Leben, entdecke ich
1
Auch wenn die Dinge nicht immer so laufen, wie man sie sich wünscht (oder gerade deshalb): Geschäftige Ernüchterung.
2
Nun hat die Lungenentzündung, die mich im Januar (oder war’s Februar?) plagte, sich im kleinen Brustkorb unserer Tochter eingenistet. Flecken wie heitere, lockere Wolken auf dem Röntgenbild, die sie böse husten machen. Sorge und Weh um das eigene Kind setzen mir zu.
3
Gestern Nachmittag – die Kleine durfte trotzdem in die Krippe, da die Antibiotika bereits Wirkung zeigen und eine Ansteckungsgefahr nicht gegeben sei – gönnten sich meine Frau und ich seit langem wieder einmal eine Kinovorstellung. „Street Kings“, mit Keanu Reeves und Forest Whitaker. Meine Frau mag Action-Streifen, echt.
4
Was mir vom Film blieb: dass die Schüsse, die wir gelegentlich aus den Slums in der Nachbarschaft hören, bei weitem nicht so dramatisch tönen wie im Kino. Dolby Surround oder DTS ist in Wirklichkeit nicht: In Rio pufft es mehr als dass es knallt.
5
Vor einigen Nächten brach der Wassertank auf dem Dach des Nachbarhauses. Ein gewaltiger Wasserschwall donnerte in unseren Innenhof. Seither tropft es die Wand hinunter. Wir haben Meldung erstattet, nichts geschieht. Der einzige Trost: Dengue-Mücken mögen fliessendes Wasser nicht. Auch als wir wegen dem Husten mit der Kleinen im Spital waren – noch immer lange lange Schlangen fiebriger, dehydrierter Menschen.
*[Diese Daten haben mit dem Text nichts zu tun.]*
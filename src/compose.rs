use std::collections::{BTreeMap, BTreeSet};

use chrono::{Datelike, Days, NaiveDate, Weekday};
use serde::Serialize;

use crate::error::ExtractError;
use crate::layout::MonthKey;

/// An academic year such as "2025-2026", running September to August.
#[derive(Debug, Clone, PartialEq, Eq, Hash)]
pub struct AcademicYear {
    label: String,
    start_year: i32,
}

impl AcademicYear {
    /// Parse a label whose first component is the four-digit start year
    /// ("2025-2026", "2026-27").
    pub fn parse(label: &str) -> Result<Self, ExtractError> {
        let invalid = || ExtractError::InvalidAcademicYear(label.to_string());
        let (start, end) = label.trim().split_once('-').ok_or_else(invalid)?;
        if start.len() != 4 || end.is_empty() || !end.chars().all(|c| c.is_ascii_digit()) {
            return Err(invalid());
        }
        let start_year = start.parse::<i32>().map_err(|_| invalid())?;
        Ok(Self {
            label: label.trim().to_string(),
            start_year,
        })
    }

    pub fn label(&self) -> &str {
        &self.label
    }

    pub fn start_year(&self) -> i32 {
        self.start_year
    }

    pub fn first_day(&self) -> NaiveDate {
        NaiveDate::from_ymd_opt(self.start_year, 9, 1).unwrap_or(NaiveDate::MIN)
    }

    pub fn last_day(&self) -> NaiveDate {
        NaiveDate::from_ymd_opt(self.start_year + 1, 8, 31).unwrap_or(NaiveDate::MAX)
    }

    pub fn contains(&self, date: NaiveDate) -> bool {
        self.first_day() <= date && date <= self.last_day()
    }

    /// The twelve months of the year, September first.
    pub fn months(&self) -> Vec<MonthKey> {
        (9..=12)
            .map(|m| (self.start_year, m))
            .chain((1..=8).map(|m| (self.start_year + 1, m)))
            .collect()
    }

    /// Every Monday-to-Friday date in the window, in order.
    pub fn weekdays(&self) -> impl Iterator<Item = NaiveDate> + '_ {
        self.first_day()
            .iter_days()
            .take_while(|d| *d <= self.last_day())
            .filter(|d| !is_weekend(*d))
    }
}

pub fn is_weekend(date: NaiveDate) -> bool {
    matches!(date.weekday(), Weekday::Sat | Weekday::Sun)
}

/// One academic year as written to the output document.
#[derive(Debug, Clone, PartialEq, Serialize)]
pub struct AcademicYearResult {
    pub academic_year: String,
    pub schooldays: Vec<NaiveDate>,
    pub holidays: Vec<NaiveDate>,
    pub exam_results_days: Vec<NaiveDate>,
    /// Holidays that only an override entry could place.
    #[serde(skip_serializing_if = "Vec::is_empty")]
    pub override_holidays: Vec<NaiveDate>,
}

/// Classify every weekday of `year`: exam results days and shaded dates are
/// holidays, everything else is a schoolday.
pub fn compose(
    year: &AcademicYear,
    shaded: &BTreeSet<NaiveDate>,
    exam_results: &BTreeSet<NaiveDate>,
) -> AcademicYearResult {
    let mut schooldays = Vec::new();
    let mut holidays = Vec::new();
    for date in year.weekdays() {
        if exam_results.contains(&date) || shaded.contains(&date) {
            holidays.push(date);
        } else {
            schooldays.push(date);
        }
    }
    holidays.retain(|d| !is_weekend(*d));

    AcademicYearResult {
        academic_year: year.label().to_string(),
        schooldays,
        holidays,
        exam_results_days: exam_results.iter().copied().collect(),
        override_holidays: Vec::new(),
    }
}

/// Schoolday count printed in the document for one month, against what was derived.
#[derive(Debug, Clone, Copy, PartialEq, Eq)]
pub struct MonthCountCheck {
    pub month: MonthKey,
    pub expected: u32,
    pub actual: u32,
}

impl MonthCountCheck {
    pub fn matches(&self) -> bool {
        self.expected == self.actual
    }
}

#[derive(Debug, Clone, Default, PartialEq)]
pub struct CoverageReport {
    /// Dates listed as both schoolday and holiday.
    pub overlap: Vec<NaiveDate>,
    /// Weekdays between the first and last classified date that are in neither list.
    pub missing: Vec<NaiveDate>,
    pub classified: usize,
    pub weekdays_in_range: usize,
    pub month_checks: Vec<MonthCountCheck>,
    /// Months in the window whose grid was never rebuilt, so every weekday
    /// in them defaulted to schoolday.
    pub unreconstructed_months: Vec<MonthKey>,
    /// Dates mentioned in page text that ended up as schooldays.
    pub mentioned_schooldays: Vec<NaiveDate>,
}

impl CoverageReport {
    pub fn coverage_percent(&self) -> f64 {
        if self.weekdays_in_range == 0 {
            return 0.0;
        }
        self.classified as f64 * 100.0 / self.weekdays_in_range as f64
    }

    pub fn is_complete(&self) -> bool {
        self.overlap.is_empty() && self.missing.is_empty()
    }
}

pub fn analyze(result: &AcademicYearResult, expected: &BTreeMap<MonthKey, u32>) -> CoverageReport {
    let schooldays: BTreeSet<_> = result.schooldays.iter().copied().collect();
    let holidays: BTreeSet<_> = result.holidays.iter().copied().collect();
    let overlap: Vec<_> = schooldays.intersection(&holidays).copied().collect();
    let classified: BTreeSet<_> = schooldays.union(&holidays).copied().collect();

    let mut missing = Vec::new();
    let mut weekdays_in_range = 0;
    if let (Some(first), Some(last)) = (classified.first(), classified.last()) {
        let mut day = *first;
        while day <= *last {
            if !is_weekend(day) {
                weekdays_in_range += 1;
                if !classified.contains(&day) {
                    missing.push(day);
                }
            }
            match day.checked_add_days(Days::new(1)) {
                Some(next) => day = next,
                None => break,
            }
        }
    }

    let mut per_month: BTreeMap<MonthKey, u32> = BTreeMap::new();
    for date in &result.schooldays {
        *per_month.entry((date.year(), date.month())).or_default() += 1;
    }
    let month_checks = expected
        .iter()
        .map(|(month, expected)| MonthCountCheck {
            month: *month,
            expected: *expected,
            actual: per_month.get(month).copied().unwrap_or(0),
        })
        .collect();

    CoverageReport {
        overlap,
        missing,
        classified: classified.len(),
        weekdays_in_range,
        month_checks,
        unreconstructed_months: Vec::new(),
        mentioned_schooldays: Vec::new(),
    }
}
Es müssen jetzt schon über 100’000 sein, die allein in diesem Jahr allein in Rio am Dengue-Fieber erkrankten. Wenigstens scheinen jetzt weniger daran zu sterben, seit auf allen Kanälen intensiv Aufklärungsarbeit geleistet wird. Auf Plakaten heisst es in der ganzen Stadt: Kämpft gegen Dengue!
6
Gegen die Mücken hat man keine Chance. Sinnvoller wäre es, für Hygiene zu werben. In den Gärten und unbebauten Grundstücken liegt Müll, in dem sich Pfützen bilden, in denen sich die Larve der Aedes aegypti ausgesprochen wohl fühlt.
7
Es lässt sich in Rio leben, entdecke ich. Man hat auch hier so seine kleinen Sorgen.